Повторю мысль, которую высказал уже один раз сегодня: читать Данте бесконечно радостно и бесконечно больно. Больно, потому что каждый стих его касается твоего сердца, и, читая его, становишься абсолютно беззащитным, становишься абсолютно открытым. Но, наверное, если бы не было таких поэтов, каким был Данте Алигьери, наша жизнь была бы бесконечно беднее. Если бы не было таких поэтов, как Данте, мы бы с вами были много мрачнее, много безжалостнее, много суше и скупее. Эта поэзия… Она освобождает нас от сухости, освобождает нас от скупости, эта поэзия открывает перед нами абсолютно новые возможности, эта поэзия делает из нас действительно каких-то новых людей. Надо сказать, что сам Данте знал об этом, потому что он неоднократно обращается к читателю со словами: остановись, читатель, задумайся над тем, что я говорю, попытайся применить это к себе, не только выучи, но почувствуй.

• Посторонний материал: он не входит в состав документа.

// SPDX-License-Identifier: MIT OR Apache-2.0

use std::collections::VecDeque;

use serde::{Deserialize, Serialize};

use crate::crypto::Secret;
use crate::crypto::x25519::PublicKey;
use crate::ratchet::MESSAGE_KEY_SIZE;

/// Bounded cache of message keys which were derived while catching up a receiving chain.
///
/// Keys are looked up by the ratchet public key of the chain they belong to and their message
/// index. When the bound is exceeded, the oldest inserted key is evicted.
#[derive(Debug, PartialEq, Eq, Serialize, Deserialize)]
#[cfg_attr(any(test, feature = "test_utils"), derive(Clone))]
pub struct SkippedKeys {
    keys: VecDeque<SkippedKey>,
    max_len: usize,
}

#[derive(Debug, PartialEq, Eq, Serialize, Deserialize)]
#[cfg_attr(any(test, feature = "test_utils"), derive(Clone))]
struct SkippedKey {
    ratchet_key: PublicKey,
    n: u32,
    message_key: Secret<MESSAGE_KEY_SIZE>,
}

impl SkippedKeys {
    pub fn new(max_len: usize) -> Self {
        Self {
            keys: VecDeque::with_capacity(max_len),
            max_len,
        }
    }

    pub(crate) fn insert(
        &mut self,
        ratchet_key: PublicKey,
        n: u32,
        message_key: Secret<MESSAGE_KEY_SIZE>,
    ) {
        self.keys.push_back(SkippedKey {
            ratchet_key,
            n,
            message_key,
        });
        while self.keys.len() > self.max_len {
            self.keys.pop_front();
        }
    }

    /// Removes and returns the message key for the given chain and index.
    pub(crate) fn take(
        &mut self,
        ratchet_key: &PublicKey,
        n: u32,
    ) -> Option<Secret<MESSAGE_KEY_SIZE>> {
        let index = self
            .keys
            .iter()
            .position(|key| key.n == n && &key.ratchet_key == ratchet_key)?;
        self.keys.remove(index).map(|key| key.message_key)
    }

    pub fn contains(&self, ratchet_key: &PublicKey, n: u32) -> bool {
        self.keys
            .iter()
            .any(|key| key.n == n && &key.ratchet_key == ratchet_key)
    }

    pub fn len(&self) -> usize {
        self.keys.len()
    }

    pub fn is_empty(&self) -> bool {
        self.keys.is_empty()
    }
}

#[cfg(test)]
mod tests {
    use crate::crypto::x25519::PublicKey;
    use crate::crypto::{Rng, Secret};

    use super::SkippedKeys;

    #[test]
    fn take_once() {
        let rng = Rng::from_seed([1; 32]);
        let key_a = PublicKey::from_bytes([1; 32]);
        let key_b = PublicKey::from_bytes([2; 32]);
        let message_key = Secret::from_bytes(rng.random_array().unwrap());

        let mut skipped = SkippedKeys::new(20);
        skipped.insert(key_a, 3, message_key.clone());

        // Lookup needs exact key and index.
        assert!(skipped.take(&key_b, 3).is_none());
        assert!(skipped.take(&key_a, 4).is_none());
        assert!(skipped.contains(&key_a, 3));

        assert_eq!(skipped.take(&key_a, 3), Some(message_key));
        assert!(skipped.take(&key_a, 3).is_none());
        assert!(skipped.is_empty());
    }

    #[test]
    fn evict_oldest() {
        let rng = Rng::from_seed([1; 32]);
        let key = PublicKey::from_bytes([1; 32]);

        let mut skipped = SkippedKeys::new(3);
        for n in 0..5 {
            skipped.insert(key, n, Secret::from_bytes(rng.random_array().unwrap()));
        }

        assert_eq!(skipped.len(), 3);
        assert!(!skipped.contains(&key, 0));
        assert!(!skipped.contains(&key, 1));
        assert!(skipped.contains(&key, 2));
        assert!(skipped.contains(&key, 4));
    }
}
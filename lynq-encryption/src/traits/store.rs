// SPDX-License-Identifier: MIT OR Apache-2.0

use std::error::Error;

use crate::key_bundle::PreKeyBundle;

/// Persists our own encoded key material.
pub trait IdentityStore {
    type Error: Error + Send + Sync + 'static;

    fn load_identity(&self) -> Result<Option<Vec<u8>>, Self::Error>;

    fn save_identity(&mut self, bytes: Vec<u8>) -> Result<(), Self::Error>;
}

/// Persists one encoded session per peer.
///
/// Sessions are saved after every successful encryption or decryption.
pub trait SessionStore<ID> {
    type Error: Error + Send + Sync + 'static;

    fn load_session(&self, id: &ID) -> Result<Option<Vec<u8>>, Self::Error>;

    fn save_session(&mut self, id: ID, bytes: Vec<u8>) -> Result<(), Self::Error>;

    /// Removes the session, returns false if there was none.
    fn delete_session(&mut self, id: &ID) -> Result<bool, Self::Error>;
}

/// Out-of-band exchange of public pre-key bundles.
///
/// Fetched bundles are always verified locally before they are used.
pub trait BundleDirectory<ID> {
    type Error: Error + Send + Sync + 'static;

    fn publish_bundle(&mut self, id: ID, bundle: PreKeyBundle) -> Result<(), Self::Error>;

    fn fetch_bundle(&self, id: &ID) -> Result<Option<PreKeyBundle>, Self::Error>;
}
#[cfg(test)]
mod tests {
    use std::convert::Infallible;
    use std::error::Error as StdError;

    use assert_matches::assert_matches;
    use thiserror::Error;

    use crate::config::Config;
    use crate::crypto::Rng;
    use crate::key_bundle::PreKeyBundle;
    use crate::memory_store::MemoryStore;
    use crate::message::WirePacket;
    use crate::ratchet::RatchetError;
    use crate::test_utils::setup_logging;
    use crate::traits::{BundleDirectory, IdentityStore, SessionStore};
    use crate::x3dh::X3dhError;

    use super::{SessionManager, SessionManagerError};

    type Manager = SessionManager<&'static str, MemoryStore<&'static str>>;

    fn manager(seed: u8) -> Manager {
        SessionManager::new(
            MemoryStore::new(),
            Config::default(),
            Rng::from_seed([seed; 32]),
        )
        .unwrap()
    }

    #[test]
    fn first_contact_and_reply() {
        setup_logging();

        let mut directory = MemoryStore::new();
        let mut alice = manager(1);
        let mut bob = manager(2);

        bob.publish_bundle(&mut directory, "bob").unwrap();
        let bob_bundle = directory.fetch_bundle(&"bob").unwrap().unwrap();

        let packet = alice.encrypt(&"bob", b"hello", Some(&bob_bundle)).unwrap();
        let handshake = packet.handshake().unwrap().unwrap();
        assert_eq!(&handshake.identity_key, alice.identity_dh_key());
        assert_eq!(handshake.onetime_prekey_id, Some(0));

        // Packets travel as JSON.
        let packet = WirePacket::from_json(&packet.to_json().unwrap()).unwrap();
        assert_eq!(bob.decrypt(&"alice", &packet).unwrap(), b"hello");

        // Bob's one-time pre-key got consumed.
        assert_eq!(bob.public_bundle(None).onetime_prekey_id(), Some(1));
        assert_eq!(bob.public_bundle(Some(0)).onetime_prekey_id(), None);

        // Bob answers without any bundle, the session exists already.
        let reply = bob.encrypt(&"alice", b"hi alice", None).unwrap();
        assert!(!reply.is_handshake());
        assert_eq!(alice.decrypt(&"bob", &reply).unwrap(), b"hi alice");

        // Alice doesn't send handshake values anymore after she received an answer.
        let packet = alice.encrypt(&"bob", b"how are you?", None).unwrap();
        assert!(!packet.is_handshake());
        assert_eq!(bob.decrypt(&"alice", &packet).unwrap(), b"how are you?");
    }

    #[test]
    fn first_contact_other_direction() {
        let mut alice = manager(1);
        let mut bob = manager(2);

        let alice_bundle = alice.public_bundle(None);
        let packet = bob.encrypt(&"alice", b"hello", Some(&alice_bundle)).unwrap();
        assert_eq!(alice.decrypt(&"bob", &packet).unwrap(), b"hello");

        let reply = alice.encrypt(&"bob", b"hello back", None).unwrap();
        assert_eq!(bob.decrypt(&"alice", &reply).unwrap(), b"hello back");
    }

    #[test]
    fn lost_first_packet() {
        let mut alice = manager(1);
        let mut bob = manager(2);
        let bob_bundle = bob.public_bundle(None);

        let packet_1 = alice.encrypt(&"bob", b"one", Some(&bob_bundle)).unwrap();
        let packet_2 = alice.encrypt(&"bob", b"two", None).unwrap();
        assert!(packet_1.is_handshake());
        assert!(packet_2.is_handshake());

        // Second packet arrives first and starts the session.
        assert_eq!(bob.decrypt(&"alice", &packet_2).unwrap(), b"two");
        assert_eq!(bob.decrypt(&"alice", &packet_1).unwrap(), b"one");
    }

    #[test]
    fn missing_handshake_material() {
        let mut alice = manager(1);
        let mut bob = manager(2);

        assert_matches!(
            alice.encrypt(&"bob", b"hello", None),
            Err(SessionManagerError::MissingPreKeyBundle)
        );

        // Charlie answers Dave, Bob receives this packet without having any session.
        let mut charlie = manager(3);
        let mut dave = manager(4);
        let packet = dave
            .encrypt(&"charlie", b"hi", Some(&charlie.public_bundle(None)))
            .unwrap();
        charlie.decrypt(&"dave", &packet).unwrap();
        let reply = charlie.encrypt(&"dave", b"no handshake", None).unwrap();

        assert_matches!(
            bob.decrypt(&"charlie", &reply),
            Err(SessionManagerError::MissingHandshake)
        );
    }

    #[test]
    fn invalid_bundle() {
        let mut alice = manager(1);
        let bob = manager(2);
        let charlie = manager(3);

        // Bob's keys with Charlie's signatures.
        let bob_bundle = bob.public_bundle(None);
        let charlie_bundle = charlie.public_bundle(None);
        let json = bob_bundle.to_json().unwrap().replace(
            &bob_bundle.identity_key().to_hex(),
            &charlie_bundle.identity_key().to_hex(),
        );
        let forged = PreKeyBundle::from_json(&json).unwrap();

        assert_matches!(
            alice.encrypt(&"bob", b"hello", Some(&forged)),
            Err(SessionManagerError::X3dh(X3dhError::SignatureInvalid))
        );
        assert!(!alice.has_session(&"bob").unwrap());
    }

    #[test]
    fn persistence() {
        let mut alice = manager(1);
        let mut bob = manager(2);
        let bob_identity = *bob.identity_dh_key();
        let bob_bundle = bob.public_bundle(None);

        let packet = alice.encrypt(&"bob", b"one", Some(&bob_bundle)).unwrap();
        assert_eq!(bob.decrypt(&"alice", &packet).unwrap(), b"one");

        // Restart Bob with his store, identity and session are restored.
        let mut bob = SessionManager::new(
            bob.into_store(),
            Config::default(),
            Rng::from_seed([5; 32]),
        )
        .unwrap();
        assert_eq!(bob.identity_dh_key(), &bob_identity);
        assert_eq!(bob.public_bundle(None).onetime_prekey_id(), Some(1));
        assert!(bob.has_session(&"alice").unwrap());

        let packet = alice.encrypt(&"bob", b"two", None).unwrap();
        assert_eq!(bob.decrypt(&"alice", &packet).unwrap(), b"two");

        let reply = bob.encrypt(&"alice", b"three", None).unwrap();
        assert_eq!(alice.decrypt(&"bob", &reply).unwrap(), b"three");
    }

    #[test]
    fn nothing_persisted_on_failure() {
        let mut alice = manager(1);
        let mut bob = manager(2);
        let bob_bundle = bob.public_bundle(None);

        let packet = alice.encrypt(&"bob", b"one", Some(&bob_bundle)).unwrap();

        // Tampered first packet neither creates a session nor consumes the one-time pre-key.
        let mut tampered = packet.message();
        tampered.ciphertext[15] ^= 1;
        let tampered = WirePacket::with_handshake(
            tampered,
            packet.handshake().unwrap().unwrap(),
        );
        assert_matches!(
            bob.decrypt(&"alice", &tampered),
            Err(SessionManagerError::Ratchet(
                RatchetError::AuthenticationFailed
            ))
        );
        assert!(!bob.has_session(&"alice").unwrap());
        assert_eq!(bob.public_bundle(Some(0)).onetime_prekey_id(), Some(0));

        assert_eq!(bob.decrypt(&"alice", &packet).unwrap(), b"one");
        let session = bob.store().load_session(&"alice").unwrap();

        // Failing decryption on an existing session leaves it untouched.
        let packet = alice.encrypt(&"bob", b"two", None).unwrap();
        let mut tampered = packet.message();
        tampered.header.pn ^= 1;
        let tampered = WirePacket::new(tampered);
        assert!(bob.decrypt(&"alice", &tampered).is_err());
        assert_eq!(bob.store().load_session(&"alice").unwrap(), session);

        assert_eq!(bob.decrypt(&"alice", &packet).unwrap(), b"two");
        assert_ne!(bob.store().load_session(&"alice").unwrap(), session);
    }

    #[test]
    fn delete_and_refill() {
        let mut alice = manager(1);
        let mut bob = manager(2);

        let packet = alice
            .encrypt(&"bob", b"one", Some(&bob.public_bundle(None)))
            .unwrap();
        bob.decrypt(&"alice", &packet).unwrap();

        assert!(alice.delete_session(&"bob").unwrap());
        assert!(!alice.delete_session(&"bob").unwrap());
        assert_matches!(
            alice.encrypt(&"bob", b"two", None),
            Err(SessionManagerError::MissingPreKeyBundle)
        );

        assert_eq!(bob.refill_onetime_prekeys().unwrap(), 1);
        assert_eq!(bob.refill_onetime_prekeys().unwrap(), 0);
        assert_eq!(bob.public_bundle(None).onetime_prekey_id(), Some(1));
        assert_eq!(bob.public_bundle(Some(5)).onetime_prekey_id(), Some(5));
    }

    #[derive(Debug, Error)]
    #[error("disk full")]
    struct DiskFull;

    /// Keeps the identity in memory but refuses to save any session.
    struct DiskFullStore(MemoryStore<&'static str>);

    impl IdentityStore for DiskFullStore {
        type Error = Infallible;

        fn load_identity(&self) -> Result<Option<Vec<u8>>, Self::Error> {
            self.0.load_identity()
        }

        fn save_identity(&mut self, bytes: Vec<u8>) -> Result<(), Self::Error> {
            self.0.save_identity(bytes)
        }
    }

    impl SessionStore<&'static str> for DiskFullStore {
        type Error = DiskFull;

        fn load_session(&self, _id: &&'static str) -> Result<Option<Vec<u8>>, Self::Error> {
            Ok(None)
        }

        fn save_session(&mut self, _id: &'static str, _bytes: Vec<u8>) -> Result<(), Self::Error> {
            Err(DiskFull)
        }

        fn delete_session(&mut self, _id: &&'static str) -> Result<bool, Self::Error> {
            Ok(false)
        }
    }

    #[test]
    fn typed_store_error() {
        let mut alice = SessionManager::new(
            DiskFullStore(MemoryStore::new()),
            Config::default(),
            Rng::from_seed([1; 32]),
        )
        .unwrap();
        let bob = manager(2);

        let Err(err) = alice.encrypt(&"bob", b"hello", Some(&bob.public_bundle(None))) else {
            panic!("session should not be saved");
        };
        assert_eq!(err.to_string(), "store error: disk full");
        assert!(err.source().unwrap().downcast_ref::<DiskFull>().is_some());
        assert_matches!(err, SessionManagerError::Store(inner) if inner.is::<DiskFull>());
    }
}
// SPDX-License-Identifier: MIT OR Apache-2.0

//! Wire packets exchanged through the transport.
//!
//! Packets are JSON objects with hex-encoded bytes:
//!
//! ```text
//! {
//!   "header": { "pk": "<ratchet public key>", "pn": 0, "n": 0 },
//!   "body": "<nonce || ciphertext>",
//!   "identityKey": "<sender identity DH key>",
//!   "ephemeralKey": "<sender ephemeral key>",
//!   "oneTimeKeyId": 0
//! }
//! ```
//!
//! The last three fields are only present on packets which start a new session.
use serde::{Deserialize, Serialize};
use thiserror::Error;

use crate::crypto::x25519::PublicKey;
use crate::key_bundle::OneTimePreKeyId;
use crate::ratchet::{EncryptedMessage, RatchetHeader};
use crate::serde::{deserialize_hex, serialize_hex};

#[derive(Clone, Debug, PartialEq, Eq, Serialize, Deserialize)]
#[serde(rename_all = "camelCase")]
pub struct WirePacket {
    header: WireHeader,
    #[serde(serialize_with = "serialize_hex", deserialize_with = "deserialize_hex")]
    body: Vec<u8>,
    #[serde(default, skip_serializing_if = "Option::is_none")]
    identity_key: Option<PublicKey>,
    #[serde(default, skip_serializing_if = "Option::is_none")]
    ephemeral_key: Option<PublicKey>,
    #[serde(default, skip_serializing_if = "Option::is_none")]
    one_time_key_id: Option<OneTimePreKeyId>,
}

#[derive(Clone, Debug, PartialEq, Eq, Serialize, Deserialize)]
struct WireHeader {
    pk: PublicKey,
    pn: u32,
    n: u32,
}

/// Handshake values the initiator sends along with the first messages of a session.
#[derive(Copy, Clone, Debug, PartialEq, Eq, Serialize, Deserialize)]
pub struct Handshake {
    pub identity_key: PublicKey,
    pub ephemeral_key: PublicKey,
    pub onetime_prekey_id: Option<OneTimePreKeyId>,
}

impl WirePacket {
    pub fn new(message: EncryptedMessage) -> Self {
        Self {
            header: WireHeader {
                pk: message.header.public_key,
                pn: message.header.pn,
                n: message.header.n,
            },
            body: message.ciphertext,
            identity_key: None,
            ephemeral_key: None,
            one_time_key_id: None,
        }
    }

    /// Returns a packet which starts a new session.
    pub fn with_handshake(message: EncryptedMessage, handshake: Handshake) -> Self {
        let mut packet = Self::new(message);
        packet.identity_key = Some(handshake.identity_key);
        packet.ephemeral_key = Some(handshake.ephemeral_key);
        packet.one_time_key_id = handshake.onetime_prekey_id;
        packet
    }

    pub fn message(&self) -> EncryptedMessage {
        EncryptedMessage {
            header: RatchetHeader {
                public_key: self.header.pk,
                pn: self.header.pn,
                n: self.header.n,
            },
            ciphertext: self.body.clone(),
        }
    }

    /// Returns the handshake values if this packet starts a new session.
    ///
    /// Throws an error if only some of them are present.
    pub fn handshake(&self) -> Result<Option<Handshake>, MessageError> {
        match (self.identity_key, self.ephemeral_key) {
            (Some(identity_key), Some(ephemeral_key)) => Ok(Some(Handshake {
                identity_key,
                ephemeral_key,
                onetime_prekey_id: self.one_time_key_id,
            })),
            (None, None) if self.one_time_key_id.is_none() => Ok(None),
            _ => Err(MessageError::IncompleteHandshake),
        }
    }

    pub fn is_handshake(&self) -> bool {
        self.identity_key.is_some()
    }

    pub fn to_json(&self) -> Result<String, MessageError> {
        Ok(serde_json::to_string(self)?)
    }

    pub fn from_json(json: &str) -> Result<Self, MessageError> {
        Ok(serde_json::from_str(json)?)
    }
}

impl From<EncryptedMessage> for WirePacket {
    fn from(message: EncryptedMessage) -> Self {
        Self::new(message)
    }
}

#[derive(Debug, Error)]
pub enum MessageError {
    #[error("packet contains an incomplete handshake")]
    IncompleteHandshake,

    #[error(transparent)]
    Json(#[from] serde_json::Error),
}
// SPDX-License-Identifier: MIT OR Apache-2.0

//! Keyed-hash message authentication code (HMAC) with SHA256.
//!
//! <https://www.rfc-editor.org/rfc/rfc2104>
use hmac::{Hmac, Mac};
use sha2::Sha256;
use thiserror::Error;

pub const HMAC_SIZE: usize = 32;

type HmacSha256 = Hmac<Sha256>;

pub fn hmac_sha256(key: &[u8], message: &[u8]) -> Result<[u8; HMAC_SIZE], HmacError> {
    let mut mac = HmacSha256::new_from_slice(key).map_err(|_| HmacError::InvalidKeyLength)?;
    mac.update(message);
    let result = mac.finalize().into_bytes();
    let mut out = [0u8; HMAC_SIZE];
    out.copy_from_slice(&result);
    Ok(out)
}

#[derive(Debug, Error)]
pub enum HmacError {
    #[error("invalid hmac key length")]
    InvalidKeyLength,
}
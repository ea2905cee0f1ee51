// SPDX-License-Identifier: MIT OR Apache-2.0

//! Public pre-key bundles which are published for others to start a session with us.
#[allow(clippy::module_inception)]
mod key_bundle;
mod prekey;

pub use key_bundle::{KeyBundleError, PreKeyBundle, verify_bundle};
pub use prekey::{OneTimePreKey, OneTimePreKeyId, SignedPreKey};
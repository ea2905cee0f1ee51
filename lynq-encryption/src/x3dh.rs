// SPDX-License-Identifier: MIT OR Apache-2.0

//! Extended Triple Diffie-Hellman (X3DH) key agreement protocol.
//!
//! X3DH establishes a shared secret key between two parties who mutually authenticate each other
//! based on public keys. X3DH provides forward secrecy and cryptographic deniability.
//!
//! X3DH is designed for asynchronous settings where one user ("Bob") is offline but has published
//! a pre-key bundle. Another user ("Alice") uses that bundle to derive a shared secret and starts
//! a Double Ratchet session with it, sending her ephemeral key along with the first message.
//!
//! The Diffie-Hellman computations run over the X25519 identity DH key, the Ed25519 identity key
//! only authenticates the bundle.
//!
//! <https://signal.org/docs/specifications/x3dh/>
use thiserror::Error;
use tracing::trace;
use zeroize::Zeroizing;

use crate::crypto::hkdf::{HkdfError, hkdf};
use crate::crypto::x25519::{PUBLIC_KEY_SIZE, PublicKey, SHARED_SECRET_SIZE, SecretKey, X25519Error};
use crate::crypto::{Rng, RngError, Secret};
use crate::key_bundle::{KeyBundleError, OneTimePreKeyId, PreKeyBundle};
use crate::key_manager::{KeyManager, KeyManagerError, KeyManagerState};

/// ASCII string identifying the application, used as "info" for the KDF.
pub const KDF_INFO: &[u8; 9] = b"Lynq X3DH";

/// Result of the initiating side of a handshake.
///
/// The ephemeral key and one-time pre-key id need to be transmitted to the responder together
/// with the first message.
#[derive(Debug)]
pub struct X3dhOutput {
    pub shared_secret: Secret<SHARED_SECRET_SIZE>,
    pub ephemeral_key: PublicKey,
    pub onetime_prekey_id: Option<OneTimePreKeyId>,
}

/// Derives a shared secret from our identity DH secret and the verified pre-key bundle of the
/// other party.
pub fn x3dh_initiate(
    our_identity_dh_secret: &SecretKey,
    their_bundle: &PreKeyBundle,
    rng: &Rng,
) -> Result<X3dhOutput, X3dhError> {
    their_bundle.verify().map_err(|err| match err {
        KeyBundleError::SignatureInvalid => X3dhError::SignatureInvalid,
        err => X3dhError::KeyBundle(err),
    })?;

    let our_ephemeral_secret = SecretKey::generate(rng)?;
    let our_ephemeral_key = our_ephemeral_secret.public_key();

    let mut ikm = Vec::with_capacity(if their_bundle.onetime_prekey().is_none() {
        PUBLIC_KEY_SIZE * 3
    } else {
        PUBLIC_KEY_SIZE * 4
    });

    // DH1 = DH(IKA, SPKB)
    ikm.extend_from_slice(
        our_identity_dh_secret
            .calculate_agreement(their_bundle.signed_prekey())?
            .as_bytes(),
    );

    // DH2 = DH(EKA, IKB)
    ikm.extend_from_slice(
        our_ephemeral_secret
            .calculate_agreement(their_bundle.identity_dh_key())?
            .as_bytes(),
    );

    // DH3 = DH(EKA, SPKB)
    ikm.extend_from_slice(
        our_ephemeral_secret
            .calculate_agreement(their_bundle.signed_prekey())?
            .as_bytes(),
    );

    // DH4 = DH(EKA, OPKB)
    if let Some(onetime_prekey) = their_bundle.onetime_prekey() {
        ikm.extend_from_slice(
            our_ephemeral_secret
                .calculate_agreement(onetime_prekey)?
                .as_bytes(),
        );
    }

    let shared_secret = derive_secret(ikm)?;

    trace!(
        ephemeral_key = %our_ephemeral_key,
        onetime_prekey_id = ?their_bundle.onetime_prekey_id(),
        "initiated x3dh handshake"
    );

    Ok(X3dhOutput {
        shared_secret,
        ephemeral_key: our_ephemeral_key,
        onetime_prekey_id: their_bundle.onetime_prekey_id(),
    })
}

/// Derives the same shared secret on the responding side.
///
/// When a one-time pre-key id is given, the secret is removed from our pool and the updated
/// key-manager state is returned. A one-time pre-key can therefore never be used twice.
pub fn x3dh_receive(
    y: KeyManagerState,
    their_identity_dh_key: &PublicKey,
    their_ephemeral_key: &PublicKey,
    onetime_prekey_id: Option<OneTimePreKeyId>,
) -> Result<(KeyManagerState, Secret<SHARED_SECRET_SIZE>), X3dhError> {
    let (y_i, our_onetime_secret) = match onetime_prekey_id {
        Some(id) => {
            let (y_i, secret) = KeyManager::use_onetime_secret(y, id).map_err(|err| match err {
                KeyManagerError::UnknownOneTimeSecret(id) => X3dhError::OneTimeKeyMissing(id),
                err => X3dhError::KeyManager(err),
            })?;
            (y_i, Some(secret))
        }
        None => (y, None),
    };

    let our_identity_dh_secret = KeyManager::identity_dh_secret(&y_i);
    let our_prekey_secret = KeyManager::signed_prekey_secret(&y_i);

    let mut ikm = Vec::with_capacity(if our_onetime_secret.is_none() {
        PUBLIC_KEY_SIZE * 3
    } else {
        PUBLIC_KEY_SIZE * 4
    });

    // DH1 = DH(IKA, SPKB)
    ikm.extend_from_slice(
        our_prekey_secret
            .calculate_agreement(their_identity_dh_key)?
            .as_bytes(),
    );

    // DH2 = DH(EKA, IKB)
    ikm.extend_from_slice(
        our_identity_dh_secret
            .calculate_agreement(their_ephemeral_key)?
            .as_bytes(),
    );

    // DH3 = DH(EKA, SPKB)
    ikm.extend_from_slice(
        our_prekey_secret
            .calculate_agreement(their_ephemeral_key)?
            .as_bytes(),
    );

    // DH4 = DH(EKA, OPKB)
    if let Some(our_onetime_secret) = &our_onetime_secret {
        ikm.extend_from_slice(
            our_onetime_secret
                .calculate_agreement(their_ephemeral_key)?
                .as_bytes(),
        );
    }

    let shared_secret = derive_secret(ikm)?;

    trace!(
        ephemeral_key = %their_ephemeral_key,
        onetime_prekey_id = ?onetime_prekey_id,
        "received x3dh handshake"
    );

    Ok((y_i, shared_secret))
}

fn derive_secret(ikm: Vec<u8>) -> Result<Secret<SHARED_SECRET_SIZE>, X3dhError> {
    let ikm = Zeroizing::new(ikm);
    let sk: [u8; SHARED_SECRET_SIZE] = hkdf(b"", &ikm, Some(KDF_INFO))?;
    Ok(Secret::from_bytes(sk))
}

#[derive(Debug, Error)]
pub enum X3dhError {
    #[error("signature of pre-key bundle is invalid")]
    SignatureInvalid,

    #[error("one-time pre-key with id {0} is missing, it might have been used already")]
    OneTimeKeyMissing(OneTimePreKeyId),

    #[error(transparent)]
    Rng(#[from] RngError),

    #[error(transparent)]
    Hkdf(#[from] HkdfError),

    #[error(transparent)]
    X25519(#[from] X25519Error),

    #[error(transparent)]
    KeyBundle(#[from] KeyBundleError),

    #[error(transparent)]
    KeyManager(#[from] KeyManagerError),
}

Данте был очень большим поэтом. Но Данте был и человеком очень большой, глубоко личной веры в Бога.
Данте жил не в самую лучшую эпоху для той Церкви, к которой он принадлежал, для Католической Церкви. Данте жил в ту эпоху, когда католические епископы и прелаты и даже Римские папы принимали активное участие в политике, боролись за политическое влияние, за церковное имущество. Когда люди Церкви не скрывали своих страстей и земных пристрастий. Когда поведением своим они отталкивали от Церкви людей, и действительно люди очень часто видели в Церкви вертеп разбойников, а совсем не дом Божий. В эту эпоху Данте не отвернулся от Бога и смог рассказать об опыте веры каким-то таким потрясающе личным образом, что книга его стала возвращать людей, ушедших было от Христа, в Церковь, в дом Божий, который ни при каких обстоятельствах не должен превращаться в вертеп разбойников. Удивительная книга, которую читать радостно и больно. И уверен я, что спутником нашим Данте будет столько же веков, сколько ещё будет существовать человечество. Как он рассказывает о том, что вели его сначала Вергилий, потом Стаций, святой Бернард и Беатриче, так и мы теперь можем с вами рассказать о том, как нас по жизни, как спутник и провожатый, сопровождает Данте Алигьери.